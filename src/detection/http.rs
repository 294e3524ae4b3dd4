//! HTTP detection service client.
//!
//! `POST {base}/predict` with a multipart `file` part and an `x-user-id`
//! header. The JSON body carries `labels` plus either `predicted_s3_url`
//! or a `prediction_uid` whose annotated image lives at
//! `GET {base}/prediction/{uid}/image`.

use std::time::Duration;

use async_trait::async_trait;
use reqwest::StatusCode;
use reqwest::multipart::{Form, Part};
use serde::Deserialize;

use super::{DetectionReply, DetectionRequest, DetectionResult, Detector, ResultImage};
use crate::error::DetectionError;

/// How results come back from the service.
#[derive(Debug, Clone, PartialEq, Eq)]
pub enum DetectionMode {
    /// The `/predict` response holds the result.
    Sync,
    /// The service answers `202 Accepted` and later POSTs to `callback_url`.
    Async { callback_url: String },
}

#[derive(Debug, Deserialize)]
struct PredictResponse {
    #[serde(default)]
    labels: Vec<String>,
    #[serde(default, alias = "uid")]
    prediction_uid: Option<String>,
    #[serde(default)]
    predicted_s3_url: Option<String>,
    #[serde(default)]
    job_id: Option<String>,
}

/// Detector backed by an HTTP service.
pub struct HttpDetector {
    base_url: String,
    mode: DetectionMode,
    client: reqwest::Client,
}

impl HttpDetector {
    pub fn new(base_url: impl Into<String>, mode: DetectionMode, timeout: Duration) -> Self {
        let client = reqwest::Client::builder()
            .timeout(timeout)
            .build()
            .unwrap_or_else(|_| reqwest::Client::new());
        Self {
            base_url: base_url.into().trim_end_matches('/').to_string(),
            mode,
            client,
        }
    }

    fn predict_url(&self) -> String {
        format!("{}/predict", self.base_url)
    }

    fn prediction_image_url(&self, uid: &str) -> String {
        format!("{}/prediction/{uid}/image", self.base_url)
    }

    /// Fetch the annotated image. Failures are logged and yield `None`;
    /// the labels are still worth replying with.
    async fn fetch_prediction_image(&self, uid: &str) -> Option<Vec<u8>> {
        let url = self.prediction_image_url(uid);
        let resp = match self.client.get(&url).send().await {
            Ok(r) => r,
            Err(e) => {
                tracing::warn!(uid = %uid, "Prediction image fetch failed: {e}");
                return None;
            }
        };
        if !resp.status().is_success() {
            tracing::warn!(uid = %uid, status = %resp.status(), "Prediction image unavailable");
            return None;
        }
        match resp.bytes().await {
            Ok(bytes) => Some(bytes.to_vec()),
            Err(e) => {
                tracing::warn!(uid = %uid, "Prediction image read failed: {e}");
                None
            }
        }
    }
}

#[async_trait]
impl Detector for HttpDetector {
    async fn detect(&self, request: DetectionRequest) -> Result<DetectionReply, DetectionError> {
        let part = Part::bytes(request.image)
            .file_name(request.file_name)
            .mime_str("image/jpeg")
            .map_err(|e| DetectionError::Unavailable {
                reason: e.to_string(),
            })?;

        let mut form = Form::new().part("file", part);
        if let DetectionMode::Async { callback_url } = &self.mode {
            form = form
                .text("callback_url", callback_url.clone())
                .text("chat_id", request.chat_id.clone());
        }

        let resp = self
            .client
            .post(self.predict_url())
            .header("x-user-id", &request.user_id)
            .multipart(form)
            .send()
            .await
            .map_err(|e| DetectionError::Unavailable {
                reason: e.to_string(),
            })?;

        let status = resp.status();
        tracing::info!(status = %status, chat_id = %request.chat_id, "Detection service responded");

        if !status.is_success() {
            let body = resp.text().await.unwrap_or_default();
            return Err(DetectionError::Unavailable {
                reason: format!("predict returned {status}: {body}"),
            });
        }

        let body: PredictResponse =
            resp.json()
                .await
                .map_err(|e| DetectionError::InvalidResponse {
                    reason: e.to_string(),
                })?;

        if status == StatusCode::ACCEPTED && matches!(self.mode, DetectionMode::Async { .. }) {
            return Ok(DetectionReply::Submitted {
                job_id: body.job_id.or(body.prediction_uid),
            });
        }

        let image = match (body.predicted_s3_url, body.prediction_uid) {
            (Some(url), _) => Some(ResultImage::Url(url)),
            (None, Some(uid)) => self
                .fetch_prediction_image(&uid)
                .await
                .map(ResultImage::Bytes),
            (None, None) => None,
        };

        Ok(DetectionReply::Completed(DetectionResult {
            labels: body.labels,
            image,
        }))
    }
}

◆ Exercise brief
Copy out each line of the listing that holds "send".

◆ Reply
        let resp = match self.client.get(&url).send().await {
            .send()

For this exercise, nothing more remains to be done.